Stored data entries
▼▼▼

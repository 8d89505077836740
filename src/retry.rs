use std::time::{Duration, Instant};

/// Tracks consecutive rapid connection losses for a single shard.
///
/// Closes that land within `rapid_window` of the previous close count against
/// the budget; a close after a longer quiet gap resets the counter before
/// counting itself. The cap is therefore "N rapid failures in a row", not a
/// lifetime cap — a shard that ran for an hour and then drops gets a fresh
/// budget.
#[derive(Debug)]
pub struct RetryPolicy {
    rapid_window: Duration,
    max_rapid_retries: u32,
    tries: u32,
    last_close: Option<Instant>,
}

impl RetryPolicy {
    pub fn new(rapid_window: Duration, max_rapid_retries: u32) -> Self {
        Self {
            rapid_window,
            max_rapid_retries,
            tries: 0,
            last_close: None,
        }
    }

    /// Record a connection loss at `now` and return the updated rapid-close
    /// count.
    pub fn record_close(&mut self, now: Instant) -> u32 {
        match self.last_close {
            Some(prev) if now.duration_since(prev) < self.rapid_window => {
                self.tries += 1;
            }
            _ => {
                self.tries = 1;
            }
        }
        self.last_close = Some(now);
        self.tries
    }

    /// Whether the rapid-retry budget is spent and the shard must stop
    /// reconnecting.
    pub fn is_exhausted(&self) -> bool {
        self.tries >= self.max_rapid_retries
    }

    pub fn tries(&self) -> u32 {
        self.tries
    }
}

▲▲▲

Write the number of lines in the data above that contain "Some", adding no other words.

2